//! Scripted UCI engine for tests.
//!
//! Plays the first legal move it finds. `--mode` selects misbehavior:
//! `normal`, `stubborn` (ignores `stop`), `mute` (never sends `uciok`),
//! `crash` (exits on `go`), `binary` (prints non-UTF-8 bytes). `--think <ms>`
//! delays the answer to a timed search until the time passes or `stop`
//! arrives.

use std::io::{self, BufRead, Write};
use std::sync::mpsc::{self, RecvTimeoutError};
use std::thread;
use std::time::{Duration, Instant};

use shakmaty::fen::Fen;
use shakmaty::uci::UciMove;
use shakmaty::{CastlingMode, Chess, Position};

const INFO_INTERVAL: Duration = Duration::from_millis(20);
const MAX_DEPTH: u32 = 60;

#[derive(Debug, Clone, Copy, PartialEq, Eq)]
enum Mode {
    Normal,
    Stubborn,
    Mute,
    Crash,
    Binary,
}

fn arg_value(args: &[String], flag: &str) -> Option<String> {
    args.iter()
        .position(|a| a == flag)
        .and_then(|i| args.get(i + 1))
        .cloned()
}

fn parse_mode(args: &[String]) -> Mode {
    match arg_value(args, "--mode").as_deref() {
        Some("stubborn") => Mode::Stubborn,
        Some("mute") => Mode::Mute,
        Some("crash") => Mode::Crash,
        Some("binary") => Mode::Binary,
        _ => Mode::Normal,
    }
}

struct Engine {
    mode: Mode,
    think: Duration,
    position: Chess,
    /// Depth reached by the running infinite search
    analysing: Option<u32>,
    /// When the running timed search answers
    answer_at: Option<Instant>,
}

impl Engine {
    fn best_move(&self) -> Option<String> {
        self.position
            .legal_moves()
            .first()
            .map(|m| m.to_uci(CastlingMode::Standard).to_string())
    }

    fn info(&self, depth: u32) {
        match self.best_move() {
            Some(best) => println!(
                "info depth {depth} seldepth {depth} score cp {} nodes {} pv {best}",
                10 + depth,
                depth * 1000
            ),
            None => println!("info depth 0 score mate 0"),
        }
    }

    fn garbage(&self) {
        if self.mode == Mode::Binary {
            let mut out = io::stdout().lock();
            let _ = out.write_all(b"info string \xff\xfe not utf-8\n");
            let _ = out.flush();
        }
    }

    fn bestmove(&self) {
        match self.best_move() {
            Some(best) => println!("bestmove {best}"),
            None => println!("bestmove (none)"),
        }
    }

    fn set_position(&mut self, args: &[&str]) {
        let (fen, moves) = match args.iter().position(|t| *t == "moves") {
            Some(i) => (&args[..i], &args[i + 1..]),
            None => (args, &[][..]),
        };
        let fen = match fen.first() {
            Some(&"startpos") => None,
            Some(&"fen") => Some(fen[1..].join(" ")),
            _ => return,
        };

        let mut position = match fen {
            None => Chess::default(),
            Some(fen) => match fen
                .parse::<Fen>()
                .ok()
                .and_then(|f| f.into_position::<Chess>(CastlingMode::Standard).ok())
            {
                Some(position) => position,
                None => {
                    println!("info string bad fen {fen}");
                    return;
                }
            },
        };
        for token in moves {
            let Some(legal) = token
                .parse::<UciMove>()
                .ok()
                .and_then(|m| m.to_move(&position).ok())
            else {
                println!("info string illegal move {token}");
                return;
            };
            position.play_unchecked(legal);
        }
        self.position = position;
    }

    /// Returns false on `quit`.
    fn handle(&mut self, line: &str) -> bool {
        let tokens: Vec<&str> = line.split_whitespace().collect();
        let Some((command, args)) = tokens.split_first() else {
            return true;
        };
        match *command {
            "uci" => {
                println!("id name FakeUci 1.0");
                println!("id author test");
                if self.mode == Mode::Mute {
                    return true;
                }
                println!("option name Hash type spin default 16 min 1 max 33554432");
                println!("option name Threads type spin default 1 min 1 max 1024");
                println!("option name Clear Hash type button");
                println!("this line is not uci");
                self.garbage();
                println!("uciok");
            }
            "isready" => println!("readyok"),
            "ucinewgame" => self.position = Chess::default(),
            "position" => self.set_position(args),
            "go" => {
                if self.mode == Mode::Crash {
                    std::process::exit(3);
                }
                self.garbage();
                if args.first() == Some(&"infinite") {
                    self.analysing = Some(1);
                    self.info(1);
                } else if self.think.is_zero() {
                    self.info(1);
                    self.bestmove();
                } else {
                    self.info(1);
                    self.answer_at = Some(Instant::now() + self.think);
                }
            }
            "stop" => {
                if self.mode == Mode::Stubborn {
                    return true;
                }
                if self.analysing.take().is_some() || self.answer_at.take().is_some() {
                    self.bestmove();
                }
            }
            "quit" => return false,
            _ => {}
        }
        true
    }
}

fn main() {
    let args: Vec<String> = std::env::args().collect();
    let think = arg_value(&args, "--think")
        .and_then(|ms| ms.parse().ok())
        .map(Duration::from_millis)
        .unwrap_or(Duration::ZERO);
    let mut engine = Engine {
        mode: parse_mode(&args),
        think,
        position: Chess::default(),
        analysing: None,
        answer_at: None,
    };

    let (tx, rx) = mpsc::channel::<String>();
    thread::spawn(move || {
        for line in io::stdin().lock().lines() {
            let Ok(line) = line else { break };
            if tx.send(line).is_err() {
                break;
            }
        }
    });

    loop {
        let line = match (engine.analysing, engine.answer_at) {
            (Some(depth), _) => match rx.recv_timeout(INFO_INTERVAL) {
                Ok(line) => line,
                Err(RecvTimeoutError::Timeout) => {
                    let depth = (depth + 1).min(MAX_DEPTH);
                    engine.analysing = Some(depth);
                    engine.info(depth);
                    continue;
                }
                Err(RecvTimeoutError::Disconnected) => break,
            },
            (None, Some(at)) => {
                match rx.recv_timeout(at.saturating_duration_since(Instant::now())) {
                    Ok(line) => line,
                    Err(RecvTimeoutError::Timeout) => {
                        engine.answer_at = None;
                        engine.bestmove();
                        continue;
                    }
                    Err(RecvTimeoutError::Disconnected) => break,
                }
            }
            (None, None) => match rx.recv() {
                Ok(line) => line,
                Err(_) => break,
            },
        };
        if !engine.handle(&line) {
            break;
        }
    }
}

# # #

- Instructions to follow:
Every record shown above should be given back exactly.

- Exercise solution:
//! Scripted UCI engine for tests.
//!
//! Plays the first legal move it finds. `--mode` selects misbehavior:
//! `normal`, `stubborn` (ignores `stop`), `mute` (never sends `uciok`),
//! `crash` (exits on `go`), `binary` (prints non-UTF-8 bytes). `--think <ms>`
//! delays the answer to a timed search until the time passes or `stop`
//! arrives.

use std::io::{self, BufRead, Write};
use std::sync::mpsc::{self, RecvTimeoutError};
use std::thread;
use std::time::{Duration, Instant};

use shakmaty::fen::Fen;
use shakmaty::uci::UciMove;
use shakmaty::{CastlingMode, Chess, Position};

const INFO_INTERVAL: Duration = Duration::from_millis(20);
const MAX_DEPTH: u32 = 60;

#[derive(Debug, Clone, Copy, PartialEq, Eq)]
enum Mode {
    Normal,
    Stubborn,
    Mute,
    Crash,
    Binary,
}

fn arg_value(args: &[String], flag: &str) -> Option<String> {
    args.iter()
        .position(|a| a == flag)
        .and_then(|i| args.get(i + 1))
        .cloned()
}

fn parse_mode(args: &[String]) -> Mode {
    match arg_value(args, "--mode").as_deref() {
        Some("stubborn") => Mode::Stubborn,
        Some("mute") => Mode::Mute,
        Some("crash") => Mode::Crash,
        Some("binary") => Mode::Binary,
        _ => Mode::Normal,
    }
}

struct Engine {
    mode: Mode,
    think: Duration,
    position: Chess,
    /// Depth reached by the running infinite search
    analysing: Option<u32>,
    /// When the running timed search answers
    answer_at: Option<Instant>,
}

impl Engine {
    fn best_move(&self) -> Option<String> {
        self.position
            .legal_moves()
            .first()
            .map(|m| m.to_uci(CastlingMode::Standard).to_string())
    }

    fn info(&self, depth: u32) {
        match self.best_move() {
            Some(best) => println!(
                "info depth {depth} seldepth {depth} score cp {} nodes {} pv {best}",
                10 + depth,
                depth * 1000
            ),
            None => println!("info depth 0 score mate 0"),
        }
    }

    fn garbage(&self) {
        if self.mode == Mode::Binary {
            let mut out = io::stdout().lock();
            let _ = out.write_all(b"info string \xff\xfe not utf-8\n");
            let _ = out.flush();
        }
    }

    fn bestmove(&self) {
        match self.best_move() {
            Some(best) => println!("bestmove {best}"),
            None => println!("bestmove (none)"),
        }
    }

    fn set_position(&mut self, args: &[&str]) {
        let (fen, moves) = match args.iter().position(|t| *t == "moves") {
            Some(i) => (&args[..i], &args[i + 1..]),
            None => (args, &[][..]),
        };
        let fen = match fen.first() {
            Some(&"startpos") => None,
            Some(&"fen") => Some(fen[1..].join(" ")),
            _ => return,
        };

        let mut position = match fen {
            None => Chess::default(),
            Some(fen) => match fen
                .parse::<Fen>()
                .ok()
                .and_then(|f| f.into_position::<Chess>(CastlingMode::Standard).ok())
            {
                Some(position) => position,
                None => {
                    println!("info string bad fen {fen}");
                    return;
                }
            },
        };
        for token in moves {
            let Some(legal) = token
                .parse::<UciMove>()
                .ok()
                .and_then(|m| m.to_move(&position).ok())
            else {
                println!("info string illegal move {token}");
                return;
            };
            position.play_unchecked(legal);
        }
        self.position = position;
    }

    /// Returns false on `quit`.
    fn handle(&mut self, line: &str) -> bool {
        let tokens: Vec<&str> = line.split_whitespace().collect();
        let Some((command, args)) = tokens.split_first() else {
            return true;
        };
        match *command {
            "uci" => {
                println!("id name FakeUci 1.0");
                println!("id author test");
                if self.mode == Mode::Mute {
                    return true;
                }
                println!("option name Hash type spin default 16 min 1 max 33554432");
                println!("option name Threads type spin default 1 min 1 max 1024");
                println!("option name Clear Hash type button");
                println!("this line is not uci");
                self.garbage();
                println!("uciok");
            }
            "isready" => println!("readyok"),
            "ucinewgame" => self.position = Chess::default(),
            "position" => self.set_position(args),
            "go" => {
                if self.mode == Mode::Crash {
                    std::process::exit(3);
                }
                self.garbage();
                if args.first() == Some(&"infinite") {
                    self.analysing = Some(1);
                    self.info(1);
                } else if self.think.is_zero() {
                    self.info(1);
                    self.bestmove();
                } else {
                    self.info(1);
                    self.answer_at = Some(Instant::now() + self.think);
                }
            }
            "stop" => {
                if self.mode == Mode::Stubborn {
                    return true;
                }
                if self.analysing.take().is_some() || self.answer_at.take().is_some() {
                    self.bestmove();
                }
            }
            "quit" => return false,
            _ => {}
        }
        true
    }
}

fn main() {
    let args: Vec<String> = std::env::args().collect();
    let think = arg_value(&args, "--think")
        .and_then(|ms| ms.parse().ok())
        .map(Duration::from_millis)
        .unwrap_or(Duration::ZERO);
    let mut engine = Engine {
        mode: parse_mode(&args),
        think,
        position: Chess::default(),
        analysing: None,
        answer_at: None,
    };

    let (tx, rx) = mpsc::channel::<String>();
    thread::spawn(move || {
        for line in io::stdin().lock().lines() {
            let Ok(line) = line else { break };
            if tx.send(line).is_err() {
                break;
            }
        }
    });

    loop {
        let line = match (engine.analysing, engine.answer_at) {
            (Some(depth), _) => match rx.recv_timeout(INFO_INTERVAL) {
                Ok(line) => line,
                Err(RecvTimeoutError::Timeout) => {
                    let depth = (depth + 1).min(MAX_DEPTH);
                    engine.analysing = Some(depth);
                    engine.info(depth);
                    continue;
                }
                Err(RecvTimeoutError::Disconnected) => break,
            },
            (None, Some(at)) => {
                match rx.recv_timeout(at.saturating_duration_since(Instant::now())) {
                    Ok(line) => line,
                    Err(RecvTimeoutError::Timeout) => {
                        engine.answer_at = None;
                        engine.bestmove();
                        continue;
                    }
                    Err(RecvTimeoutError::Disconnected) => break,
                }
            }
            (None, None) => match rx.recv() {
                Ok(line) => line,
                Err(_) => break,
            },
        };
        if !engine.handle(&line) {
            break;
        }
    }
}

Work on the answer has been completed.